WHAT THIS TASK INVOLVES: In the listing below, find the line containing "pub const fn as_db(self)" and the line containing "applied during initialization". Repeat exactly those two lines and every line between them, nothing more.
------------
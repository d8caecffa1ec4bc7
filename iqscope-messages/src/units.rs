use std::fmt;
use std::str::FromStr;

/// Frequency in Hertz (Hz).
#[derive(Debug, Clone, Copy, PartialEq, Eq, PartialOrd, Ord, Hash, Default)]
pub struct Hertz(pub u64);

impl fmt::Display for Hertz {
    fn fmt(&self, f: &mut fmt::Formatter<'_>) -> fmt::Result {
        match self.0 {
            hz if hz >= 1_000_000_000 => write!(f, "{:.6} GHz", hz as f64 / 1e9),
            hz if hz >= 1_000_000 => write!(f, "{:.3} MHz", hz as f64 / 1e6),
            hz if hz >= 1_000 => write!(f, "{:.3} kHz", hz as f64 / 1e3),
            hz => write!(f, "{} Hz", hz),
        }
    }
}

impl Hertz {
    pub const fn khz(khz: u64) -> Self {
        Self(khz * 1_000)
    }

    pub const fn mhz(mhz: u64) -> Self {
        Self(mhz * 1_000_000)
    }

    pub const fn ghz(ghz: u64) -> Self {
        Self(ghz * 1_000_000_000)
    }

    pub const fn as_hz(self) -> u64 {
        self.0
    }
}

impl From<u64> for Hertz {
    fn from(hz: u64) -> Self {
        Self(hz)
    }
}

impl From<u32> for Hertz {
    fn from(hz: u32) -> Self {
        Self(u64::from(hz))
    }
}

impl From<Hertz> for u64 {
    fn from(hz: Hertz) -> Self {
        hz.0
    }
}

/// Error returned when a frequency string cannot be parsed.
#[derive(Debug, Clone, PartialEq, Eq)]
pub struct ParseHertzError(String);

impl fmt::Display for ParseHertzError {
    fn fmt(&self, f: &mut fmt::Formatter<'_>) -> fmt::Result {
        write!(f, "invalid frequency '{}' (expected e.g. 915M, 2.4M, 200k)", self.0)
    }
}

impl std::error::Error for ParseHertzError {}

impl FromStr for Hertz {
    type Err = ParseHertzError;

    /// Parses plain Hz (`915000000`) or a value with a k/M/G suffix
    /// (`915M`, `2.4M`, `200k`). A trailing `Hz` is accepted.
    fn from_str(s: &str) -> Result<Self, Self::Err> {
        let err = || ParseHertzError(s.to_string());

        let trimmed = s.trim();
        let trimmed = trimmed
            .strip_suffix("Hz")
            .or_else(|| trimmed.strip_suffix("hz"))
            .unwrap_or(trimmed)
            .trim_end();

        let (number, scale) = match trimmed.chars().last() {
            Some('k' | 'K') => (&trimmed[..trimmed.len() - 1], 1e3),
            Some('M') => (&trimmed[..trimmed.len() - 1], 1e6),
            Some('G' | 'g') => (&trimmed[..trimmed.len() - 1], 1e9),
            _ => (trimmed, 1.0),
        };

        if scale == 1.0 {
            return number.parse::<u64>().map(Hertz).map_err(|_| err());
        }

        let value: f64 = number.trim().parse().map_err(|_| err())?;
        let hz = (value * scale).round();
        if !hz.is_finite() || hz < 0.0 || hz > u64::MAX as f64 {
            return Err(err());
        }
        Ok(Hertz(hz as u64))
    }
}

/// Level in Decibels (dB).
#[derive(Debug, Clone, Copy, PartialEq, PartialOrd)]
pub struct Decibels(pub f32);

impl fmt::Display for Decibels {
    fn fmt(&self, f: &mut fmt::Formatter<'_>) -> fmt::Result {
        write!(f, "{:.1} dB", self.0)
    }
}

impl Decibels {
    /// Convert decibels to linear amplitude.
    /// For voltage/amplitude: linear = 10^(dB/20)
    pub fn to_linear(self) -> f32 {
        10.0_f32.powf(self.0 / 20.0)
    }

    /// Convert linear amplitude to decibels.
    /// For voltage/amplitude: dB = 20 * log10(linear)
    pub fn from_linear(linear: f32) -> Self {
        Self(20.0 * linear.log10())
    }

    pub const fn as_db(self) -> f32 {
        self.0
    }
}

impl From<f32> for Decibels {
    fn from(db: f32) -> Self {
        Self(db)
    }
}

impl From<Decibels> for f32 {
    fn from(db: Decibels) -> Self {
        db.0
    }
}
use std::time::Duration;

use iqscope_messages::TuningState;

/// Streaming setup handed to the driver once at initialization.
#[derive(Debug, Clone, PartialEq, Eq)]
pub struct StreamConfig {
    /// Number of DMA buffers
    pub num_buffers: u32,
    /// Samples per buffer
    pub buffer_size: u32,
    /// Simultaneous USB transfers
    pub num_transfers: u32,
    /// Stream-level timeout
    pub timeout: Duration,
}

impl Default for StreamConfig {
    fn default() -> Self {
        Self {
            num_buffers: 64,
            buffer_size: 16384,
            num_transfers: 16,
            timeout: Duration::from_millis(10_000),
        }
    }
}

/// Everything the analyzer needs at open time.
#[derive(Debug, Clone, PartialEq)]
pub struct AnalyzerConfig {
    /// Tuning applied during initialization
    pub tuning: TuningState,
    /// Streaming interface setup
    pub stream: StreamConfig,
    /// Upper bound for one blocking acquisition
    pub read_timeout: Duration,
    /// Resolution the transform is planned for at open time
    pub fft_size: usize,
}

impl Default for AnalyzerConfig {
    fn default() -> Self {
        Self {
            tuning: TuningState::default(),
            stream: StreamConfig::default(),
            read_timeout: Duration::from_millis(5_000),
            fft_size: 1024,
        }
    }
}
------------
OUTPUT OF THE TASK:
    pub const fn as_db(self) -> f32 {
        self.0
    }
}

impl From<f32> for Decibels {
    fn from(db: f32) -> Self {
        Self(db)
    }
}

impl From<Decibels> for f32 {
    fn from(db: Decibels) -> Self {
        db.0
    }
}
use std::time::Duration;

use iqscope_messages::TuningState;

/// Streaming setup handed to the driver once at initialization.
#[derive(Debug, Clone, PartialEq, Eq)]
pub struct StreamConfig {
    /// Number of DMA buffers
    pub num_buffers: u32,
    /// Samples per buffer
    pub buffer_size: u32,
    /// Simultaneous USB transfers
    pub num_transfers: u32,
    /// Stream-level timeout
    pub timeout: Duration,
}

impl Default for StreamConfig {
    fn default() -> Self {
        Self {
            num_buffers: 64,
            buffer_size: 16384,
            num_transfers: 16,
            timeout: Duration::from_millis(10_000),
        }
    }
}

/// Everything the analyzer needs at open time.
#[derive(Debug, Clone, PartialEq)]
pub struct AnalyzerConfig {
    /// Tuning applied during initialization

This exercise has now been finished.